▶ **AIM OF THE EXERCISE**: The lines wanted are those in the data below that include "StdRng".

Saved entries
^^^^^^^^^^^^^^^^

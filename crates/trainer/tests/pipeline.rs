use std::fs;
use std::path::{Path, PathBuf};

use dense_core::{ClassifierError, ModelBuilder, ModelStore, TchBackend};
use rand::rngs::StdRng;
use rand::{Rng, SeedableRng};
use tch::Device;
use trainer::{
    classification_error, construct_or_load, load_only, resolve_model, DatasetLoader,
    LabelEncoding, MinibatchMetrics, Trainer, TrainerConfig,
};

fn scratch_dir(name: &str) -> PathBuf {
    let dir = std::env::temp_dir().join(format!("trainer_{}_{}", name, std::process::id()));
    let _ = fs::remove_dir_all(&dir);
    fs::create_dir_all(&dir).unwrap();
    dir
}

/// Two classes split by the line x + y = 0, with a margin around it.
fn write_separable_csv(path: &Path, samples: usize, seed: u64) {
    let mut rng = StdRng::seed_from_u64(seed);
    let mut out = String::new();
    let mut written = 0;
    while written < samples {
        let x: f32 = rng.gen_range(-2.0..2.0);
        let y: f32 = rng.gen_range(-2.0..2.0);
        if (x + y).abs() < 0.3 {
            continue;
        }
        let label = if x + y > 0.0 { 1 } else { 0 };
        out.push_str(&format!("{},{},{}\n", label, x, y));
        written += 1;
    }
    fs::write(path, out).unwrap();
}

fn mean(values: &[MinibatchMetrics]) -> f64 {
    values.iter().map(|m| m.loss).sum::<f64>() / values.len() as f64
}

#[test]
fn loss_falls_on_separable_data() {
    let dir = scratch_dir("improve");
    let csv = dir.join("train.csv");
    write_separable_csv(&csv, 200, 42);

    let config = TrainerConfig {
        learning_rate: 0.1,
        minibatch_size: 20,
        num_minibatches: 300,
        report_interval: 1,
        hidden_widths: vec![16],
        seed: Some(42),
        ..TrainerConfig::default()
    };
    let dataset = config
        .encode_labels(DatasetLoader::load(&csv).unwrap())
        .unwrap();
    assert_eq!((dataset.len(), dataset.feature_dim(), dataset.label_dim()), (200, 2, 2));

    let mut trainer =
        Trainer::with_observer(config, Vec::<MinibatchMetrics>::new()).unwrap();
    let model = trainer
        .train(
            &dataset,
            &dir.join("model.safetensors"),
            TchBackend::seeded(Device::Cpu, 42),
        )
        .unwrap();

    let history = trainer.into_observer();
    assert_eq!(history.len(), 300);
    let tenth = history.len() / 10;
    let early = mean(&history[..tenth]);
    let late = mean(&history[history.len() - tenth..]);
    assert!(late < early, "loss went from {} to {}", early, late);

    assert!(classification_error(&model, &dataset).unwrap() < 0.2);
}

#[test]
fn construct_then_reload_round_trips() {
    let dir = scratch_dir("round_trip");
    let csv = dir.join("train.csv");
    let model_path = dir.join("nested").join("model.safetensors");
    write_separable_csv(&csv, 60, 7);

    let config = TrainerConfig {
        learning_rate: 0.05,
        minibatch_size: 16,
        num_minibatches: 20,
        report_interval: 5,
        seed: Some(1),
        ..TrainerConfig::default()
    };
    assert!(!ModelStore::exists(&model_path));
    let trained = construct_or_load(&csv, &model_path, &config).unwrap();
    assert!(ModelStore::exists(&model_path));

    let reloaded = load_only(&model_path).unwrap();
    assert_eq!(reloaded.architecture(), trained.architecture());
    let probe = [0.25, -1.0, 1.5, 1.5, -2.0, 0.1];
    let a = trained.predict(&probe, 3).unwrap();
    let b = reloaded.predict(&probe, 3).unwrap();
    for (x, y) in a.iter().zip(&b) {
        assert!((x - y).abs() <= 1e-6, "{} vs {}", x, y);
    }

    // A second run resumes from the checkpoint instead of rebuilding.
    let dataset = config
        .encode_labels(DatasetLoader::load(&csv).unwrap())
        .unwrap();
    let resolved = resolve_model(&model_path, &dataset, &[50], TchBackend::cpu()).unwrap();
    assert!(resolved.is_loaded());
    let resumed = construct_or_load(&csv, &model_path, &config).unwrap();
    assert_ne!(resumed.parameters().unwrap(), trained.parameters().unwrap());
}

#[test]
fn divergence_aborts_without_touching_the_checkpoint() {
    let dir = scratch_dir("diverge");
    let csv = dir.join("huge.csv");
    let model_path = dir.join("model.safetensors");

    let row = |label: u8, sign: f32| {
        let values: Vec<String> = (0..10).map(|_| format!("{:e}", sign * 3.0e38)).collect();
        format!("{},{}\n", label, values.join(","))
    };
    fs::write(&csv, format!("{}{}", row(0, 1.0), row(1, -1.0))).unwrap();

    let prior = ModelBuilder::build(TchBackend::cpu(), 10, 2, &[50, 50]).unwrap();
    ModelStore::save(&prior, &model_path).unwrap();
    let before = fs::read(&model_path).unwrap();

    let config = TrainerConfig {
        learning_rate: 1e30,
        minibatch_size: 2,
        num_minibatches: 10,
        report_interval: 1,
        hidden_widths: vec![50, 50],
        ..TrainerConfig::default()
    };
    let err = construct_or_load(&csv, &model_path, &config).unwrap_err();
    assert!(
        matches!(err, ClassifierError::NumericalDivergence { .. }),
        "unexpected error: {}",
        err
    );
    assert_eq!(fs::read(&model_path).unwrap(), before);
}

#[test]
fn bad_csv_writes_nothing() {
    let dir = scratch_dir("bad_csv");
    let csv = dir.join("ragged.csv");
    let model_path = dir.join("model.safetensors");
    fs::write(&csv, "0,1.0,2.0\n1,3.0\n").unwrap();

    let err = construct_or_load(&csv, &model_path, &TrainerConfig::default()).unwrap_err();
    assert!(matches!(err, ClassifierError::DataFormat { line: 2, .. }));
    assert!(!model_path.exists());
}

#[test]
fn raw_labels_build_a_single_output_model() {
    let dir = scratch_dir("raw");
    let csv = dir.join("three.csv");
    let model_path = dir.join("model.safetensors");
    fs::write(&csv, "0,1.0,2.0\n1,3.0,4.0\n0,5.0,6.0\n").unwrap();

    let config = TrainerConfig {
        label_encoding: LabelEncoding::Raw,
        minibatch_size: 2,
        num_minibatches: 3,
        report_interval: 1,
        ..TrainerConfig::default()
    };
    let model = construct_or_load(&csv, &model_path, &config).unwrap();
    let shapes: Vec<_> = model
        .architecture()
        .iter()
        .map(|s| (s.output_dim, s.input_dim))
        .collect();
    assert_eq!(shapes, vec![(50, 2), (1, 50)]);
}

#[test]
fn load_only_on_missing_path_is_io() {
    let err = load_only("/no/such/checkpoint.safetensors").unwrap_err();
    match err {
        ClassifierError::Io { source, .. } => {
            assert_eq!(source.kind(), std::io::ErrorKind::NotFound)
        }
        other => panic!("expected Io, got {}", other),
    }
}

^^^^^^^^^^^^^^^^

▶ **ANSWER TO THIS PROBLEM**:
use rand::rngs::StdRng;
    let mut rng = StdRng::seed_from_u64(seed);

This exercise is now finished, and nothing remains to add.